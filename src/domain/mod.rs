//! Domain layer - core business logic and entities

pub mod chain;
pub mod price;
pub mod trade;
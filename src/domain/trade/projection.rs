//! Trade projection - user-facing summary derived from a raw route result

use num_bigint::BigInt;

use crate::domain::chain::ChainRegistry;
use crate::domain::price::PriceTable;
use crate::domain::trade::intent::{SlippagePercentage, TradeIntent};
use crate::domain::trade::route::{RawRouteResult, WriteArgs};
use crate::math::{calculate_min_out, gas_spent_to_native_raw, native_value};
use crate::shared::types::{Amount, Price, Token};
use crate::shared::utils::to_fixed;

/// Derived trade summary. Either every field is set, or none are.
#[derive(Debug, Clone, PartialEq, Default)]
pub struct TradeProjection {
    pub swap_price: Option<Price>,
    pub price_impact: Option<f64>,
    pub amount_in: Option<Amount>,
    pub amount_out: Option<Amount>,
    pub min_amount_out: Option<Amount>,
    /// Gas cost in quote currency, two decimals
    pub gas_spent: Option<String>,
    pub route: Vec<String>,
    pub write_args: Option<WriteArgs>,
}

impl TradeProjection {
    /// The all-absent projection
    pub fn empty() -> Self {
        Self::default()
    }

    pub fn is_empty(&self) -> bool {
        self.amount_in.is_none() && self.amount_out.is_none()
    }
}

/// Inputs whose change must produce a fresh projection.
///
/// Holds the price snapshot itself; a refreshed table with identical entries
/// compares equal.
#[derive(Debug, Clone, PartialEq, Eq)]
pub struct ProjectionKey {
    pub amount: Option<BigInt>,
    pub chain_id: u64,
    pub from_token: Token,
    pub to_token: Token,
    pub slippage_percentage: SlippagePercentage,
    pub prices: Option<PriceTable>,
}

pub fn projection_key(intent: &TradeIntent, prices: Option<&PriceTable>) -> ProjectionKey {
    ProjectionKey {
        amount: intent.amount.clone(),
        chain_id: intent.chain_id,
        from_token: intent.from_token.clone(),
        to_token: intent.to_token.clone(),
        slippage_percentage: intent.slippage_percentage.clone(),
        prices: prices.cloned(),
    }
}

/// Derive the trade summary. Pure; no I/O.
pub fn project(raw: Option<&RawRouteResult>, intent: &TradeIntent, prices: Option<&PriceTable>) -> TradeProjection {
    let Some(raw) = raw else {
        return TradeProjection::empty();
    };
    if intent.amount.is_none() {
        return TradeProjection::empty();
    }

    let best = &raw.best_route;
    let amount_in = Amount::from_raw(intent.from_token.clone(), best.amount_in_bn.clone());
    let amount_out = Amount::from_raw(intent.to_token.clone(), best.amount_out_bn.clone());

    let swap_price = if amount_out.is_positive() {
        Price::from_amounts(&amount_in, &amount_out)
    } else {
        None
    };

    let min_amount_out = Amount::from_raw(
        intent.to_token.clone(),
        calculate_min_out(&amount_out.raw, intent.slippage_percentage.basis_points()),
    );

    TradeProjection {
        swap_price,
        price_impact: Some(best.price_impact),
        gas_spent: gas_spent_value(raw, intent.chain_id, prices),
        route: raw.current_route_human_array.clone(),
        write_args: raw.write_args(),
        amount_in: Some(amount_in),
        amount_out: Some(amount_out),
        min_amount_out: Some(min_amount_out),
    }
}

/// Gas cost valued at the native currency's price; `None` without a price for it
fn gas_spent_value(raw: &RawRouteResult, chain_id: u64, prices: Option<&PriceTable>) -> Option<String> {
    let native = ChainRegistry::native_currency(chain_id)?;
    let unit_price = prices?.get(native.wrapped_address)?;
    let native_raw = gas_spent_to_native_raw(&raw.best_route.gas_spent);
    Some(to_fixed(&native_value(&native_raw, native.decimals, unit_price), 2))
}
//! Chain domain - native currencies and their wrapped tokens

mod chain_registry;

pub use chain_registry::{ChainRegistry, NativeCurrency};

◇ ◇ ◇ ◇

(TASK DESCRIPTION): From the entries, report each line that includes the word "WriteArgs".

(REPLY TO THE TASK):
use crate::domain::trade::route::{RawRouteResult, WriteArgs};
    pub write_args: Option<WriteArgs>,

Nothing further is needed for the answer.